Collection entries
_ _ _
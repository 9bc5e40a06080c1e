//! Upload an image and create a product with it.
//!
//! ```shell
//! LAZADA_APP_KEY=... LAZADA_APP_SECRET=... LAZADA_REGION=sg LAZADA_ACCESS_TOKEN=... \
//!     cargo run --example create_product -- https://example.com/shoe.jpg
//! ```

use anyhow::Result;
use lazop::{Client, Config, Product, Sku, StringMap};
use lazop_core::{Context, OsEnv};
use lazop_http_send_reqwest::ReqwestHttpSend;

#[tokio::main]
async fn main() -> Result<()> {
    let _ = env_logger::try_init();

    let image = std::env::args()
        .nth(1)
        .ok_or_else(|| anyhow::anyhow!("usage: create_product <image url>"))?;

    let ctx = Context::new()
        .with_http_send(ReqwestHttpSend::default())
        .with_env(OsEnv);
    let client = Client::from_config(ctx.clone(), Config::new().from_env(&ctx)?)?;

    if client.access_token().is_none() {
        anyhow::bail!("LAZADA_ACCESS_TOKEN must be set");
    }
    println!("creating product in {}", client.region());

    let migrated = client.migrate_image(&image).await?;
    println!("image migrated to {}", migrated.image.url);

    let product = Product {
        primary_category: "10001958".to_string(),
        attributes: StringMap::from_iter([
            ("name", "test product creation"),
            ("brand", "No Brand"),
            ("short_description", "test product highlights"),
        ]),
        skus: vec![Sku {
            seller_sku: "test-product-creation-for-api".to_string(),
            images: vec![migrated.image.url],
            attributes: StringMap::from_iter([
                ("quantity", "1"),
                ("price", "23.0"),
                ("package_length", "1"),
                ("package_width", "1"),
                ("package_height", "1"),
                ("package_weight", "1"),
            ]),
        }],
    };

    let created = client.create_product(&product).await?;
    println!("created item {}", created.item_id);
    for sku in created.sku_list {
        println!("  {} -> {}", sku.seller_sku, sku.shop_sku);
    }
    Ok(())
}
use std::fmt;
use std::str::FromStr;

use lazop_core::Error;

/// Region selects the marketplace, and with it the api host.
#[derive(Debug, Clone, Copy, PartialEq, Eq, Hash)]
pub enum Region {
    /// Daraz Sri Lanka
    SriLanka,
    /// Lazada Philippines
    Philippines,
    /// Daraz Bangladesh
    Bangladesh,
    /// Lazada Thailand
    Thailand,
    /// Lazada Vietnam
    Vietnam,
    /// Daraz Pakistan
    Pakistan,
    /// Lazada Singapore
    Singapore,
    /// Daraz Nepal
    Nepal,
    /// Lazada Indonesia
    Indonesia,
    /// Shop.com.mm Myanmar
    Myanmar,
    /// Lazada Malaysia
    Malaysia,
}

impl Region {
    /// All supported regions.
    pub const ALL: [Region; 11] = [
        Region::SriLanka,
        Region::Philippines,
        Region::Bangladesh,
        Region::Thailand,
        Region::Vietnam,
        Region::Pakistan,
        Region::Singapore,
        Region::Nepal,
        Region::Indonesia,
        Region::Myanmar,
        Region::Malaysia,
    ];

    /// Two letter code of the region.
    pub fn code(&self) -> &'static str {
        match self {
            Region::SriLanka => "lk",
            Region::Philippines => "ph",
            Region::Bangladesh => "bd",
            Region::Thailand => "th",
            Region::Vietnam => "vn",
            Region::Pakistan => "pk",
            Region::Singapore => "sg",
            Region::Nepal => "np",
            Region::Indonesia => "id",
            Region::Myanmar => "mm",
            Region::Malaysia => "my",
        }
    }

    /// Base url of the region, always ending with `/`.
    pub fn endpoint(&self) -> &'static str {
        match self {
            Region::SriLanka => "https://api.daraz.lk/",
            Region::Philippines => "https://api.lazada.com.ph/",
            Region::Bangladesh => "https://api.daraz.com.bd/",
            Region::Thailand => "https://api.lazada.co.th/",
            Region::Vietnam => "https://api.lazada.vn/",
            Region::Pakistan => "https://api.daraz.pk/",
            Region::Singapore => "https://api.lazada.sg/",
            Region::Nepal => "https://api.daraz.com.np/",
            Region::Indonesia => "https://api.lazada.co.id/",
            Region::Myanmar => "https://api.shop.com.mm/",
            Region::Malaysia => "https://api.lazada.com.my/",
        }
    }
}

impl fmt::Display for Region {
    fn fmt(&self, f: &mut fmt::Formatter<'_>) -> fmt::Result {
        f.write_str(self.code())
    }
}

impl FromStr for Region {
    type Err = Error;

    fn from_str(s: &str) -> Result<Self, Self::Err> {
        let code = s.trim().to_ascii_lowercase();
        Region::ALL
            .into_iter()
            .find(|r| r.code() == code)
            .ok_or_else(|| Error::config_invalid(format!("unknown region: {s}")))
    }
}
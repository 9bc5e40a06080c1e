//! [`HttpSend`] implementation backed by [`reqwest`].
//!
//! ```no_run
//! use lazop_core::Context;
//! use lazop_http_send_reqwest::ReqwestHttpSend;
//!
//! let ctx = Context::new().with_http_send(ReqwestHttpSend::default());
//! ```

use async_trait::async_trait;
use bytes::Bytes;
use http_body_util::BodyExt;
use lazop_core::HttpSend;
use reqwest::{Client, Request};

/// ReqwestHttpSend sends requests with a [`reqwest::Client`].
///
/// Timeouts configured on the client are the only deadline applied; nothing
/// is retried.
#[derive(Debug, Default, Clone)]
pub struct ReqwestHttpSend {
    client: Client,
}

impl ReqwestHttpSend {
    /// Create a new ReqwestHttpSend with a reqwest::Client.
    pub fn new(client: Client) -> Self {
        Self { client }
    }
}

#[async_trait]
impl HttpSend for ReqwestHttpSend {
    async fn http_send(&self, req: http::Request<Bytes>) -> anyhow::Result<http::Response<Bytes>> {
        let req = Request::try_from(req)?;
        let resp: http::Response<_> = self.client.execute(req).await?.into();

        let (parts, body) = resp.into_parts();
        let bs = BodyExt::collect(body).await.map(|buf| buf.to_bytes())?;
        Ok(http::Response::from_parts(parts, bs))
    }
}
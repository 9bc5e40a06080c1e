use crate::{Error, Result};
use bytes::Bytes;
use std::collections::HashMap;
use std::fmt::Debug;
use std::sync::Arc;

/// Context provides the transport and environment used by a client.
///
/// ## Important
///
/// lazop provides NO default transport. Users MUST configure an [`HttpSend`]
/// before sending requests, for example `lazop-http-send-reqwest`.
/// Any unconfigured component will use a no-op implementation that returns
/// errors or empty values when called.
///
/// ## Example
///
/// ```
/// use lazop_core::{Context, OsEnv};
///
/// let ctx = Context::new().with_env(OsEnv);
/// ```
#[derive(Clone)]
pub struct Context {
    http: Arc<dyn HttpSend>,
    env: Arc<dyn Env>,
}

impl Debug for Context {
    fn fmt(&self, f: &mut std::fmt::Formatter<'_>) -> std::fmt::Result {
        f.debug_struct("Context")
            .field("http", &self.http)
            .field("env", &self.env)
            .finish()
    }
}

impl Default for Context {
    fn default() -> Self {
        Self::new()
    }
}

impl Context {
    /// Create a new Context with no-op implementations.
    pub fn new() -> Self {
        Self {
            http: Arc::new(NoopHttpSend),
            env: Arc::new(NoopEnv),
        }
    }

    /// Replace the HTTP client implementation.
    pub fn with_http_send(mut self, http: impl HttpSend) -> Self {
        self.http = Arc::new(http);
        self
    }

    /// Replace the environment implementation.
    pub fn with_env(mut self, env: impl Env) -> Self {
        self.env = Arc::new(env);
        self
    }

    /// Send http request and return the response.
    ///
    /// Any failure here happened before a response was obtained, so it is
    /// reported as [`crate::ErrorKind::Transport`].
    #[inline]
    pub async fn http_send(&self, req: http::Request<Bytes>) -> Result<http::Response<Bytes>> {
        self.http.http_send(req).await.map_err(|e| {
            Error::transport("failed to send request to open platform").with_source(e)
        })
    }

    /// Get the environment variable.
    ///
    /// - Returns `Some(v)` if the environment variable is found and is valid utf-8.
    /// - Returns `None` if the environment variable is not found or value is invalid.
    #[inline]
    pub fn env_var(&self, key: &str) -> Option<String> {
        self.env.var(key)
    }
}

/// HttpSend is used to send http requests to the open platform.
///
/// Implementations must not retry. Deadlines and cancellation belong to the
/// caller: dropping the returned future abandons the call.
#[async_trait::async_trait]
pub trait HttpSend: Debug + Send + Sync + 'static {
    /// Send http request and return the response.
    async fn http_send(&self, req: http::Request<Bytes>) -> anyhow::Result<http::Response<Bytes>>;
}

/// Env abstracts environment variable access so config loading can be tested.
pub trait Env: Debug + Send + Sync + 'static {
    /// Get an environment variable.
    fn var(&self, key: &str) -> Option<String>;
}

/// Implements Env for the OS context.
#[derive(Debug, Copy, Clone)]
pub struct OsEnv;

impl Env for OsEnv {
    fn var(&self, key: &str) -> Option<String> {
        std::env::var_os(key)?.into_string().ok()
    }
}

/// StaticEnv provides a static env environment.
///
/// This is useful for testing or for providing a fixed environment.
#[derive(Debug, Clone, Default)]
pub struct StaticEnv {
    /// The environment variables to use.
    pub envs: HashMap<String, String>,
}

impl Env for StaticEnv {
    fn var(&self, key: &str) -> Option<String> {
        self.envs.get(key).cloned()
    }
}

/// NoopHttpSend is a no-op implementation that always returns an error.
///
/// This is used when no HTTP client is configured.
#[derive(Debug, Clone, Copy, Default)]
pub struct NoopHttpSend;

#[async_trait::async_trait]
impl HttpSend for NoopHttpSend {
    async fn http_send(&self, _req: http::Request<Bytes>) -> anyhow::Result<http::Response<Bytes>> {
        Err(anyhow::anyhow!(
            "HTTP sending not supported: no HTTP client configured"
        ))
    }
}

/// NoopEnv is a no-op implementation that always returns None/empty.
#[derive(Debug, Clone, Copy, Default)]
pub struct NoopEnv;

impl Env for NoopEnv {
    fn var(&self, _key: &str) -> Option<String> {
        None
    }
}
_ _ _
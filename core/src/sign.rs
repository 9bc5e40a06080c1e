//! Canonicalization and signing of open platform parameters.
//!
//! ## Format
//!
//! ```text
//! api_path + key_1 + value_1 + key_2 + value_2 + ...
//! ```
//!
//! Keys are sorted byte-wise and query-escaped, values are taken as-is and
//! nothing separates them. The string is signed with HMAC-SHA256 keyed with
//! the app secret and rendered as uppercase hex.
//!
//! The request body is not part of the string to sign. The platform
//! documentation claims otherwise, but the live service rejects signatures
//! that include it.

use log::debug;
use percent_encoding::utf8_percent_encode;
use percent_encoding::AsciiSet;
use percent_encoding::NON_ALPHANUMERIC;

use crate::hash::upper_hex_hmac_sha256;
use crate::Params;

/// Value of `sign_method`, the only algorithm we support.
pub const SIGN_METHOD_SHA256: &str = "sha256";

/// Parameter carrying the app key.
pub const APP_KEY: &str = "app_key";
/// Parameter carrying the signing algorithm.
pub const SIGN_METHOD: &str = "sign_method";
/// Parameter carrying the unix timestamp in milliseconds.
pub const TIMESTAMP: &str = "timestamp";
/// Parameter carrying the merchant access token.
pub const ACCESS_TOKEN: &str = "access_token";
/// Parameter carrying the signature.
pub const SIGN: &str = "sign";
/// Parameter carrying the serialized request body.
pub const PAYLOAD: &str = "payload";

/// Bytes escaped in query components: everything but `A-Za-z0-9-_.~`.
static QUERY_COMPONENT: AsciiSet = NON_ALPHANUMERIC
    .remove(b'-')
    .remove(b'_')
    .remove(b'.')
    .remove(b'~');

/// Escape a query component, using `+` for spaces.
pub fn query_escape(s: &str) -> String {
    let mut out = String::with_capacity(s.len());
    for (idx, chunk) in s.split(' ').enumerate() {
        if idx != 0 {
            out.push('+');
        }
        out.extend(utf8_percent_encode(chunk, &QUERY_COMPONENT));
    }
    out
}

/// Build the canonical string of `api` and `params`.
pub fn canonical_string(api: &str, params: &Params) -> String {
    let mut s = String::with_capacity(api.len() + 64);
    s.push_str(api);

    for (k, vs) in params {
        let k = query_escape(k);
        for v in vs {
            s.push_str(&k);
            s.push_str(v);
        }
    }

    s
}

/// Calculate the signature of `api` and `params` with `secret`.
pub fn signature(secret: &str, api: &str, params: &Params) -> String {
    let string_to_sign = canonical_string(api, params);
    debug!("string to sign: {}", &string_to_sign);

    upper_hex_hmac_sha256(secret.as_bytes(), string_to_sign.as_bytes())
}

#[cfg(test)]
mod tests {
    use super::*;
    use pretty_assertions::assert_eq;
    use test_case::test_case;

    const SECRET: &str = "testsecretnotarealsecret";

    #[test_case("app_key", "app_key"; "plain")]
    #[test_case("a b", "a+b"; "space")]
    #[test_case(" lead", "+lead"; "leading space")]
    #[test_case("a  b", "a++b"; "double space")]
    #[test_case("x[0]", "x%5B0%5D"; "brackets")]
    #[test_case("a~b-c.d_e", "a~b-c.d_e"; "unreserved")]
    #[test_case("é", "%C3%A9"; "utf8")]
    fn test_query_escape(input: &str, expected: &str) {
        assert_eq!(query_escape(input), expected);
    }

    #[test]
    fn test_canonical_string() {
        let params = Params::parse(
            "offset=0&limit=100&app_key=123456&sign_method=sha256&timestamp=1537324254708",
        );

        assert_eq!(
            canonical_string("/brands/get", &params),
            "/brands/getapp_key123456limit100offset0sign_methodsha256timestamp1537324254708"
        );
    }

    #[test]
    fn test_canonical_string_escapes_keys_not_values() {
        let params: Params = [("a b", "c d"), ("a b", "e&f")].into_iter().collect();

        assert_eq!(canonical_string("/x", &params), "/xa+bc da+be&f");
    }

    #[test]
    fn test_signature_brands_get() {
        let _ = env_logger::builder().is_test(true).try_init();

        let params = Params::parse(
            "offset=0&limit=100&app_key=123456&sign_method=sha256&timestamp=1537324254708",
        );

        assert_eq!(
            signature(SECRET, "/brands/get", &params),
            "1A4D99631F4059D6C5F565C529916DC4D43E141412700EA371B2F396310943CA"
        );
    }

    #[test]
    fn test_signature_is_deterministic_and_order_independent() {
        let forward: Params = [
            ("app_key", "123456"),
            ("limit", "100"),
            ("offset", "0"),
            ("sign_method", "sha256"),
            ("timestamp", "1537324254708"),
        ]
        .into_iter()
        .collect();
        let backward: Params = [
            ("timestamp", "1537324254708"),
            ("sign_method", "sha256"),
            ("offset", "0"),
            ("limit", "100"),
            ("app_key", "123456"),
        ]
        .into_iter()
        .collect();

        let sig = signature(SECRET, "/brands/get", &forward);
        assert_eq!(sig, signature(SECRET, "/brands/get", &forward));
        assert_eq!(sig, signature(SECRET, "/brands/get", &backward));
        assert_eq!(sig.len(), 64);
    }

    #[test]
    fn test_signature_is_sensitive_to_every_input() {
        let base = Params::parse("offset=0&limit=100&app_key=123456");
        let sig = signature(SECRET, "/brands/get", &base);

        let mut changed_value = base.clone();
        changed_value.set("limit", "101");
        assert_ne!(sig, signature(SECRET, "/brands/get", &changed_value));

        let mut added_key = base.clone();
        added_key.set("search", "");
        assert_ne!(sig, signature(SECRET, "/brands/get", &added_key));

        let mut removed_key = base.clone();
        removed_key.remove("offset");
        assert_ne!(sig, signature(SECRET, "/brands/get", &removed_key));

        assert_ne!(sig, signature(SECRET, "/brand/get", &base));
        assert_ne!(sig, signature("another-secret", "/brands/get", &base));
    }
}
_ _ _
**TASK DETAILS**
Give back one number only: the count of lines in the entries that hold the string "Vietnam".

**ANSWER BOX**
5